National Labor Relations Act, NLRA, NLRB adjudications

Abstract

When it enacted the National Labor Relations Act in 1935, Congress gave statutory recognition to collectively bargained terms and conditions of employment. In recent decades, the number of cases in which the Supreme Court has interpreted the NLRA has declined, leaving the Act's interpretation and enforcement primarily to the National Labor Relations Board and the federal courts of appeals. In this Article, Professor Brudney presents the results of his study of 1,224 NLRB adjudications and their fate upon federal court review, from 1986 to 1993. Professor Brudney analyzes the reversal and affirmance data, and identifies areas of general Board-court agreement and disagreement regarding how the Act should be construed.
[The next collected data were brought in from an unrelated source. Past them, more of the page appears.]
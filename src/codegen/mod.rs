//! Code generator for the Spyre language.
//!
//! Turns a parsed [`Program`] into a textual bytecode listing for an
//! external VM. There is no optimization pass and no linking step: this
//! module's only job is to walk the AST in source order and print
//! instructions, one per line.
//!
//! # Module structure
//!
//! - [`error`] - `CodegenError`
//! - [`deferred`] - the deferred-instruction stack
//! - [`shunting_yard`] - infix → postfix expression conversion
//! - [`expr`] - postfix → bytecode evaluation with a type-stack
//!
//! # See Also
//!
//! * [`crate::ast`] - the `Program` consumed here
//! * [`crate::parser`] - produces the `Program`

mod deferred;
mod error;
mod expr;
mod literals;
mod shunting_yard;
mod stmt;

#[cfg(test)]
mod tests;

pub use error::{CodegenError, CodegenErrorKind};

use crate::ast::{AstNode, BlockId, NodeId, Program};
use deferred::DeferredStack;

/// Walks a [`Program`]'s AST and emits its bytecode listing, one instruction
/// string per output line.
pub struct Codegen {
    program: Program,
    output: Vec<String>,
    deferred: DeferredStack,
    label_counter: u32,
    /// The block whose locals are in scope for the expression currently
    /// being evaluated; `None` before code generation enters a function body.
    current_block: Option<BlockId>,
    /// The `Function` node currently being generated, and its return label.
    current_function: Option<(NodeId, u32)>,
    /// `(top, bot)` labels of the innermost enclosing loop, for
    /// `continue`/`break`.
    loop_stack: Vec<(u32, u32)>,
    /// The chain label shared by a `Reg`-if and its trailing `elif`/`else`
    /// siblings.
    if_chain_label: Option<u32>,
    /// Token index → `__STR__<k>` index, assigned during Pass 1.
    string_literal_labels: std::collections::HashMap<usize, u32>,
    next_string_index: u32,
}

impl Codegen {
    pub fn new(program: Program) -> Self {
        Codegen {
            program,
            output: Vec::new(),
            deferred: DeferredStack::new(),
            label_counter: 0,
            current_block: None,
            current_function: None,
            loop_stack: Vec::new(),
            if_chain_label: None,
            string_literal_labels: std::collections::HashMap::new(),
            next_string_index: 0,
        }
    }

    /// Runs both passes and returns the finished listing, one instruction
    /// (or `let`/label line) per entry.
    pub fn generate(mut self) -> Result<Vec<String>, CodegenError> {
        self.run_pass1();
        self.run_pass2()?;
        debug_assert!(
            self.deferred.is_empty(),
            "deferred-instruction stack must be empty at process end"
        );
        Ok(self.output)
    }

    fn emit_line(&mut self, line: impl Into<String>) {
        let line = line.into();
        tracing::trace!(target: "spyre::codegen", "{line}");
        self.output.push(line);
    }

    fn fresh_label(&mut self) -> u32 {
        let l = self.label_counter;
        self.label_counter += 1;
        l
    }

    /// Runs `f` with `self.output` redirected to a fresh buffer, returning
    /// whatever `f` produced alongside the lines it emitted. Used both as a
    /// side-effect-free type probe (discarding the captured lines) and to
    /// emit the `for`-loop post-statement into the deferred stack instead of
    /// directly into the listing.
    fn capture<T>(
        &mut self,
        f: impl FnOnce(&mut Self) -> Result<T, CodegenError>,
    ) -> Result<(T, Vec<String>), CodegenError> {
        let previous = std::mem::take(&mut self.output);
        let result = f(self);
        let captured = std::mem::replace(&mut self.output, previous);
        result.map(|v| (v, captured))
    }

    fn root_block(&self) -> BlockId {
        self.program
            .ast
            .node(self.program.ast.root)
            .own_block()
            .expect("the root node always owns a block")
    }

    fn current_function_return_type(&self) -> Result<crate::ast::Datatype, CodegenError> {
        let (function_id, _) = self
            .current_function
            .ok_or_else(|| CodegenError::internal("expression outside any function", 0))?;
        match self.program.ast.node(function_id) {
            AstNode::Function { info, .. } => Ok(info.return_type.clone()),
            _ => unreachable!("current_function always refers to a Function node"),
        }
    }
}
In particular, Professor Brudney identifies a cluster of NLRA issues involving the survival of the collective bargaining relationship, over which the Board and courts markedly split. A closer look at recent cases presenting these issues, Professor Brudney argues, reveals recurrent Board-court tensions over the relative importance of stable collective bargaining relationships versus individual employee free choice Professor Brudney contends that by preferring employee free choice to bargaining stability, courts are reflecting the emphasis on individual rights and freedom that pervades contemporary employment law, as well as contemporary law and society in general. He further argues that the federal courts' apparent effort to "update" the sixty-year-old Act to conform to the larger legal landscape is misguided and may bring considerable costs.